All of lore.kernel.org
 help / color / mirror / Atom feed
From: Roman Gushchin <roman.gushchin@linux.dev>
To: Chen Ridong <chenridong@huaweicloud.com>
Cc: "Michal Koutný" <mkoutny@suse.com>,
	"Chen Ridong" <chenridong@huawei.com>,
	martin.lau@linux.dev, ast@kernel.org, daniel@iogearbox.net,
	andrii@kernel.org, eddyz87@gmail.com, song@kernel.org,
	yonghong.song@linux.dev, john.fastabend@gmail.com,
	kpsingh@kernel.org, sdf@google.com, haoluo@google.com,
	jolsa@kernel.org, tj@kernel.org, lizefan.x@bytedance.com,
	hannes@cmpxchg.org, bpf@vger.kernel.org, cgroups@vger.kernel.org,
	linux-kernel@vger.kernel.org
Subject: Re: [PATCH v3 1/1] cgroup: fix deadlock caused by cgroup_mutex and cpu_hotplug_lock
Date: Tue, 10 Sep 2024 21:02:59 +0000	[thread overview]
Message-ID: <ZuC0A98pxYc3TODM@google.com> (raw)

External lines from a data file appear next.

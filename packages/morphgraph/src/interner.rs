//! Payload interner: maps each node payload to its `NodeId`.

use indexmap::IndexMap;

use crate::core::{GraphData, NodeId};

/// IndexMap-based interner. Keys are unique; iteration follows insertion
/// order, and removal keeps the relative order of the remaining keys.
#[derive(Clone, Debug)]
pub struct NodeInterner<K>
where
    K: GraphData,
{
    index: IndexMap<K, NodeId>,
}

impl<K> NodeInterner<K>
where
    K: GraphData,
{
    pub fn new() -> Self {
        Self {
            index: IndexMap::new(),
        }
    }

    pub fn get_id(&self, key: &K) -> Option<NodeId> {
        self.index.get(key).copied()
    }

    pub fn contains(&self, key: &K) -> bool {
        self.index.contains_key(key)
    }

    /// Returns false if the key was already present (the map is unchanged).
    pub fn insert(&mut self, key: K, id: NodeId) -> bool {
        if self.index.contains_key(&key) {
            return false;
        }
        self.index.insert(key, id);
        true
    }

    pub fn remove(&mut self, key: &K) -> Option<NodeId> {
        self.index.shift_remove(key)
    }

    pub fn len(&self) -> usize {
        self.index.len()
    }

    pub fn is_empty(&self) -> bool {
        self.index.is_empty()
    }

    pub fn ids(&self) -> impl Iterator<Item = NodeId> + '_ {
        self.index.values().copied()
    }

    pub fn iter(&self) -> impl Iterator<Item = (&K, NodeId)> + '_ {
        self.index.iter().map(|(k, id)| (k, *id))
    }
}

impl<K: GraphData> Default for NodeInterner<K> {
    fn default() -> Self {
        Self::new()
    }
}

/// Anything that names a node: a payload reference or a `NodeId`.
///
/// Graph operations take `impl AsNode<K>` so callers can pass either form.
pub trait AsNode<K: GraphData> {
    /// Resolves against the payload map. `NodeId`s resolve to themselves;
    /// the graph checks liveness separately.
    fn lookup(&self, index: &NodeInterner<K>) -> Option<NodeId>;

    fn describe(&self) -> String;
}

impl<K: GraphData> AsNode<K> for NodeId {
    fn lookup(&self, _index: &NodeInterner<K>) -> Option<NodeId> {
        Some(*self)
    }

    fn describe(&self) -> String {
        self.to_string()
    }
}

impl<K: GraphData> AsNode<K> for &K {
    fn lookup(&self, index: &NodeInterner<K>) -> Option<NodeId> {
        index.get_id(self)
    }

    fn describe(&self) -> String {
        format!("{:?}", self)
    }
}
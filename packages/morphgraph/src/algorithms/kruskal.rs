use std::collections::{BinaryHeap, HashMap};

use tracing::debug;

use super::MinScored;
use crate::core::{EdgeId, GraphData, NodeId};
use crate::error::{GraphError, Result};
use crate::flags::GraphFlags;
use crate::graph::Graph;

/// Kruskal's minimum spanning tree of an undirected graph.
///
/// Every node is copied; edges are taken cheapest first and kept when their
/// endpoints are not yet connected in the tree being built. A disconnected
/// graph yields a minimum spanning forest.
pub fn minimum_spanning_tree<K, L>(graph: &Graph<K, L>) -> Result<Graph<K, L>>
where
    K: GraphData,
    L: Clone,
{
    if graph.is_directed() {
        return Err(GraphError::InvalidArgument(
            "minimum spanning trees need an undirected graph".to_string(),
        ));
    }

    let mut tree: Graph<K, L> = Graph::new(GraphFlags::TREE);
    let mut mapping: HashMap<NodeId, NodeId> = HashMap::with_capacity(graph.nnodes());
    for id in graph.nodes() {
        if let Some(node) = graph.node(id) {
            mapping.insert(id, tree.add_node_id(node.value().clone()));
        }
    }

    let mut heap: BinaryHeap<MinScored<EdgeId>> = graph
        .edges()
        .map(|(e, edge)| MinScored(edge.weight(), e))
        .collect();

    let wanted = graph.nnodes().saturating_sub(1);
    while tree.nedges() < wanted {
        let Some(MinScored(weight, e)) = heap.pop() else {
            break;
        };
        let Some(edge) = graph.edge(e) else {
            continue;
        };
        let (Some(&a), Some(&b)) = (mapping.get(&edge.from_node()), mapping.get(&edge.to_node()))
        else {
            continue;
        };
        if tree.has_path(a, b) {
            continue;
        }
        let tree_edge = tree.insert_edge_raw(a, b, false, weight, edge.label().cloned());
        tree.commit_edge(tree_edge);
    }

    debug!(
        edges = tree.nedges(),
        total_weight = tree.total_weight(),
        "built minimum spanning tree"
    );
    Ok(tree)
}
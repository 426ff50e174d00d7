//! Breadth- and depth-first node iterators.
//!
//! Both hold a shared borrow of the graph, so the graph cannot be mutated
//! while a traversal is in progress.

use std::collections::{HashSet, VecDeque};

use crate::core::{EdgeId, NodeId};
use crate::traits::GraphBase;

/// Yields nodes in breadth-first order, starting with `start`.
pub struct BfsIterator<'g, G: GraphBase + ?Sized> {
    graph: &'g G,
    queue: VecDeque<NodeId>,
    visited: HashSet<NodeId>,
}

impl<'g, G: GraphBase + ?Sized> BfsIterator<'g, G> {
    pub fn new(graph: &'g G, start: NodeId) -> Self {
        let mut queue = VecDeque::new();
        let mut visited = HashSet::new();
        if graph.contains_node(start) {
            queue.push_back(start);
            visited.insert(start);
        }
        Self {
            graph,
            queue,
            visited,
        }
    }

    pub fn is_visited(&self, node: NodeId) -> bool {
        self.visited.contains(&node)
    }
}

impl<G: GraphBase + ?Sized> Iterator for BfsIterator<'_, G> {
    type Item = NodeId;

    fn next(&mut self) -> Option<NodeId> {
        let current = self.queue.pop_front()?;
        for next in self.graph.successors(current) {
            if self.visited.insert(next) {
                self.queue.push_back(next);
            }
        }
        Some(current)
    }
}

/// Yields nodes in depth-first (stack) order, starting with `start`.
///
/// While walking it records which edges it used; meeting an already visited
/// node over a fresh edge means the walked part of the graph has a cycle.
/// This is exact for undirected graphs only.
pub struct DfsIterator<'g, G: GraphBase + ?Sized> {
    graph: &'g G,
    stack: Vec<NodeId>,
    visited: HashSet<NodeId>,
    used_edges: HashSet<EdgeId>,
    has_cycles: bool,
}

impl<'g, G: GraphBase + ?Sized> DfsIterator<'g, G> {
    pub fn new(graph: &'g G, start: NodeId) -> Self {
        let mut stack = Vec::new();
        let mut visited = HashSet::new();
        if graph.contains_node(start) {
            stack.push(start);
            visited.insert(start);
        }
        Self {
            graph,
            stack,
            visited,
            used_edges: HashSet::new(),
            has_cycles: false,
        }
    }

    pub fn has_cycles(&self) -> bool {
        self.has_cycles
    }

    pub fn is_visited(&self, node: NodeId) -> bool {
        self.visited.contains(&node)
    }

    /// Edges walked so far. Each one led to a node first seen through it,
    /// or closed a cycle.
    pub fn used_edges(&self) -> &HashSet<EdgeId> {
        &self.used_edges
    }
}

impl<G: GraphBase + ?Sized> Iterator for DfsIterator<'_, G> {
    type Item = NodeId;

    fn next(&mut self) -> Option<NodeId> {
        let current = self.stack.pop()?;
        for e in self.graph.incident_edges(current) {
            let Some(next) = self.graph.traverse(e, current) else {
                continue;
            };
            if !self.used_edges.insert(e) {
                continue;
            }
            if self.visited.insert(next) {
                self.stack.push(next);
            } else {
                self.has_cycles = true;
            }
        }
        Some(current)
    }
}
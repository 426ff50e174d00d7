//! Generational arena used as the storage representation for nodes and edges.
//! Freed slots are reused; the slot generation is bumped on removal so stale
//! ids stop resolving.

use std::marker::PhantomData;

use crate::core::ArenaKey;

#[derive(Clone, Debug)]
struct Slot<T> {
    generation: u32,
    value: Option<T>,
}

#[derive(Clone, Debug)]
pub(crate) struct Arena<I, T> {
    slots: Vec<Slot<T>>,
    free: Vec<usize>,
    len: usize,
    _id: PhantomData<I>,
}

impl<I: ArenaKey, T> Arena<I, T> {
    pub fn new() -> Self {
        Self {
            slots: Vec::new(),
            free: Vec::new(),
            len: 0,
            _id: PhantomData,
        }
    }

    pub fn insert(&mut self, value: T) -> I {
        self.insert_with(|_| value)
    }

    /// Inserts a value that needs to know its own id.
    pub fn insert_with(&mut self, make: impl FnOnce(I) -> T) -> I {
        self.len += 1;
        if let Some(slot) = self.free.pop() {
            let entry = &mut self.slots[slot];
            let id = I::from_parts(slot, entry.generation);
            entry.value = Some(make(id));
            return id;
        }
        let id = I::from_parts(self.slots.len(), 0);
        self.slots.push(Slot {
            generation: 0,
            value: Some(make(id)),
        });
        id
    }

    pub fn remove(&mut self, id: I) -> Option<T> {
        let entry = self.slots.get_mut(id.slot())?;
        if entry.generation != id.generation() {
            return None;
        }
        let value = entry.value.take()?;
        entry.generation = entry.generation.wrapping_add(1);
        self.free.push(id.slot());
        self.len -= 1;
        Some(value)
    }

    pub fn get(&self, id: I) -> Option<&T> {
        self.slots
            .get(id.slot())
            .filter(|entry| entry.generation == id.generation())
            .and_then(|entry| entry.value.as_ref())
    }

    pub fn get_mut(&mut self, id: I) -> Option<&mut T> {
        self.slots
            .get_mut(id.slot())
            .filter(|entry| entry.generation == id.generation())
            .and_then(|entry| entry.value.as_mut())
    }

    pub fn contains(&self, id: I) -> bool {
        self.get(id).is_some()
    }

    pub fn len(&self) -> usize {
        self.len
    }

    /// Live entries in slot order.
    pub fn iter(&self) -> impl Iterator<Item = (I, &T)> + '_ {
        self.slots.iter().enumerate().filter_map(|(slot, entry)| {
            entry
                .value
                .as_ref()
                .map(|value| (I::from_parts(slot, entry.generation), value))
        })
    }

    pub fn ids(&self) -> impl Iterator<Item = I> + '_ {
        self.iter().map(|(id, _)| id)
    }

    pub fn values_mut(&mut self) -> impl Iterator<Item = &mut T> + '_ {
        self.slots.iter_mut().filter_map(|entry| entry.value.as_mut())
    }
}

#[cfg(test)]
mod tests {
    use super::*;
    use crate::core::NodeId;

    #[test]
    fn stale_ids_do_not_resolve_after_slot_reuse() {
        let mut arena: Arena<NodeId, &str> = Arena::new();
        let a = arena.insert("a");
        let b = arena.insert("b");
        assert_eq!(arena.remove(a), Some("a"));
        let c = arena.insert("c");

        assert_eq!(c.slot, a.slot);
        assert!(arena.get(a).is_none());
        assert_eq!(arena.get(c), Some(&"c"));
        assert_eq!(arena.get(b), Some(&"b"));
        assert_eq!(arena.len(), 2);
        assert_eq!(arena.remove(a), None);
    }

    #[test]
    fn iteration_skips_free_slots() {
        let mut arena: Arena<NodeId, u32> = Arena::new();
        let ids: Vec<NodeId> = (0..5).map(|i| arena.insert(i)).collect();
        arena.remove(ids[1]);
        arena.remove(ids[3]);
        let values: Vec<u32> = arena.iter().map(|(_, v)| *v).collect();
        assert_eq!(values, vec![0, 2, 4]);
    }
}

In-Reply-To: <07501c67-3b18-48e3-8929-e773d8d6920f@huaweicloud.com>

On Tue, Sep 10, 2024 at 09:31:41AM +0800, Chen Ridong wrote:
> 
> 
> On 2024/9/9 22:19, Michal Koutný wrote:
> > On Sat, Aug 17, 2024 at 09:33:34AM GMT, Chen Ridong <chenridong@huawei.com> wrote:
> > > The reason for this issue is cgroup_mutex and cpu_hotplug_lock are
> > > acquired in different tasks, which may lead to deadlock.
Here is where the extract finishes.